The fate of Belaruskali is taking shape

Posted by | Filed under Business, Politics | Oct 7, 2010 | Tags: , , | No Comments


Belarusian government owns quite a valuable asset which currently generates very significant and steady flow of foreign currency for the country. Belaruskali is world’s third largest (15%) supplier of potash (potassium chloride or KCl). Recently the global potash business has enjoyed lots of attention. Fertilizer industry becomes more and more lucrative fueled by $40 billion hostile takeover attempt by BHP Billiton Ltd of Canada’s Potash Corp. of Saskatchewan Inc, high food prices buoyed by population growth, droughts, floods and other natural disasters. Even though the price of potash has gone down from its highest point in history of more than $800 per metric ton in early 2009 to around $350 per mt today, many industry analysts predict that it can go as far as $1500 per mt within next ten years.

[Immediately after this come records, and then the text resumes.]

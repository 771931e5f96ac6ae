//! Domain-separated signing for cryptographic operations.
//!
//! Every signed object in the protocol signs the hash of a fact, prefixed by a
//! domain tag and the network id. Domain separation prevents a signature over
//! one kind of fact from being replayed as another.
//!
//! # Domain Tags
//!
//! | Tag | Purpose |
//! |-----|---------|
//! | `isaac_ballot:` | Ballot sign facts |
//! | `isaac_block_map:` | Block maps written after a block is saved |
//! | `isaac_expel:` | Suffrage expel operation signatures |
//! | `isaac_proposal:` | Proposal sign facts |

use crate::{Hash, NetworkId};

/// Domain tag for ballot sign facts.
///
/// Format: `isaac_ballot:` || network_id || fact_hash
pub const DOMAIN_BALLOT: &[u8] = b"isaac_ballot:";

/// Domain tag for block maps.
///
/// Format: `isaac_block_map:` || network_id || block_map_hash
pub const DOMAIN_BLOCK_MAP: &[u8] = b"isaac_block_map:";

/// Domain tag for expel operations.
///
/// Format: `isaac_expel:` || network_id || expel_fact_hash
pub const DOMAIN_EXPEL: &[u8] = b"isaac_expel:";

/// Domain tag for proposals.
///
/// Format: `isaac_proposal:` || network_id || proposal_fact_hash
pub const DOMAIN_PROPOSAL: &[u8] = b"isaac_proposal:";

fn fact_message(domain: &[u8], network_id: &NetworkId, hash: &Hash) -> Vec<u8> {
    let network = network_id.as_bytes();
    let mut message = Vec::with_capacity(domain.len() + network.len() + Hash::BYTES);
    message.extend_from_slice(domain);
    message.extend_from_slice(network);
    message.extend_from_slice(hash.as_bytes());
    message
}

/// Build the signing message for a ballot sign fact.
pub fn ballot_message(network_id: &NetworkId, fact_hash: &Hash) -> Vec<u8> {
    fact_message(DOMAIN_BALLOT, network_id, fact_hash)
}

/// Build the signing message for a block map.
pub fn block_map_message(network_id: &NetworkId, map_hash: &Hash) -> Vec<u8> {
    fact_message(DOMAIN_BLOCK_MAP, network_id, map_hash)
}

/// Build the signing message for an expel operation.
pub fn expel_message(network_id: &NetworkId, fact_hash: &Hash) -> Vec<u8> {
    fact_message(DOMAIN_EXPEL, network_id, fact_hash)
}

/// Build the signing message for a proposal.
pub fn proposal_message(network_id: &NetworkId, fact_hash: &Hash) -> Vec<u8> {
    fact_message(DOMAIN_PROPOSAL, network_id, fact_hash)
}
//! State machine and handover errors.

use crate::StateType;
use isaac_bft::BallotboxError;
use isaac_core::{ProcessorError, SendError, SuffrageError, SyncerError};
use isaac_storage::DatabaseError;
use isaac_types::ValidationError;
use isaac_util::TimerError;

/// Errors raised while handling states. A handler error moves the node to
/// `Broken`.
#[derive(Debug, Clone, PartialEq, Eq, thiserror::Error)]
pub enum StatesError {
    /// The event loop is not running.
    #[error("states stopped")]
    Stopped,

    #[error("states already started")]
    AlreadyStarted,

    /// A switch the machine never allows.
    #[error("wrong switch from {from} to {to}")]
    WrongSwitch { from: StateType, to: StateType },

    /// The suffrage of a height the node must vote at is unknown.
    #[error("unknown suffrage at height {0}")]
    UnknownSuffrage(i64),

    #[error("processor: {0}")]
    Processor(#[from] ProcessorError),

    #[error("database: {0}")]
    Database(#[from] DatabaseError),

    #[error("syncer: {0}")]
    Syncer(#[from] SyncerError),

    #[error("suffrage: {0}")]
    Suffrage(#[from] SuffrageError),

    #[error("send: {0}")]
    Send(#[from] SendError),

    #[error("timer: {0}")]
    Timer(#[from] TimerError),

    #[error("ballotbox: {0}")]
    Ballotbox(#[from] BallotboxError),

    #[error("handover: {0}")]
    Handover(#[from] HandoverError),

    #[error(transparent)]
    Invalid(#[from] ValidationError),
}

/// Handover failures, in three tiers: `Ignore` keeps the broker state,
/// `Reset` clears the ready progress, `Canceled` terminates the broker.
#[derive(Debug, Clone, PartialEq, Eq, thiserror::Error)]
pub enum HandoverError {
    #[error("handover canceled: {0}")]
    Canceled(String),

    #[error("handover message ignored: {0}")]
    Ignore(String),

    #[error("handover reset: {0}")]
    Reset(String),

    /// A gatekeeping check refused to start or accept a handover.
    #[error("handover not allowed: {0}")]
    NotAllowed(String),

    #[error("handover send: {0}")]
    Send(#[from] SendError),

    /// The peer could not be asked.
    #[error("handover request: {0}")]
    Request(String),
}

impl HandoverError {
    pub fn is_canceled(&self) -> bool {
        matches!(self, HandoverError::Canceled(_))
    }

    pub fn is_ignore(&self) -> bool {
        matches!(self, HandoverError::Ignore(_))
    }

    pub fn is_reset(&self) -> bool {
        matches!(self, HandoverError::Reset(_))
    }
}

#[cfg(test)]
mod tests {
    use super::*;

    #[test]
    fn test_tiers() {
        assert!(HandoverError::Canceled("x".into()).is_canceled());
        assert!(HandoverError::Ignore("x".into()).is_ignore());
        assert!(HandoverError::Reset("x".into()).is_reset());
        assert!(!HandoverError::Reset("x".into()).is_canceled());

        let e = StatesError::from(HandoverError::Canceled("peer left".into()));
        assert_eq!(e.to_string(), "handover: handover canceled: peer left");
    }
}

Belaruskali (unlike cheap energy resources from Russia) is the only cash cow over which Lukashenko has a total control. However, if relations with the neighbor to the East will continue worsening the cow can very quickly end up on a dinner table. First steps in this direction were already taken. On September 27 the process of corporatization of the state owned company was completed. It means that now all obstacles have been removed and a minority stake can be sold any time.
It’s unlikely though that the sale will take place before presidential elections because such move can weaken Lukashenko’s image in the eyes of the electorate. But after elections extra $7 billion that can be raised in such a sale can be very helpful to cover shortfalls in the budget (2009 budget was $22Bln). The most likely buyer is Chinese firm (state owned CITIC Group?). It makes sense because Lukashenko will not sell it to Russian billionaire Suleiman Kerimov and partners who have control over Uralkali and Silvinit because of political tension between the two countries. On another hand, China is world’s largest consumer of potash and has to import most it. Having a stake in Belaruskali who has a 45% stake in Belarusian Potash Co. (potentially world’s largest potash trading company) makes perfect strategic sense. In return Belarus can diversify its partner base by increasing trade, improving business relations and potentially receiving investments from Chinese companies.
Potash prices.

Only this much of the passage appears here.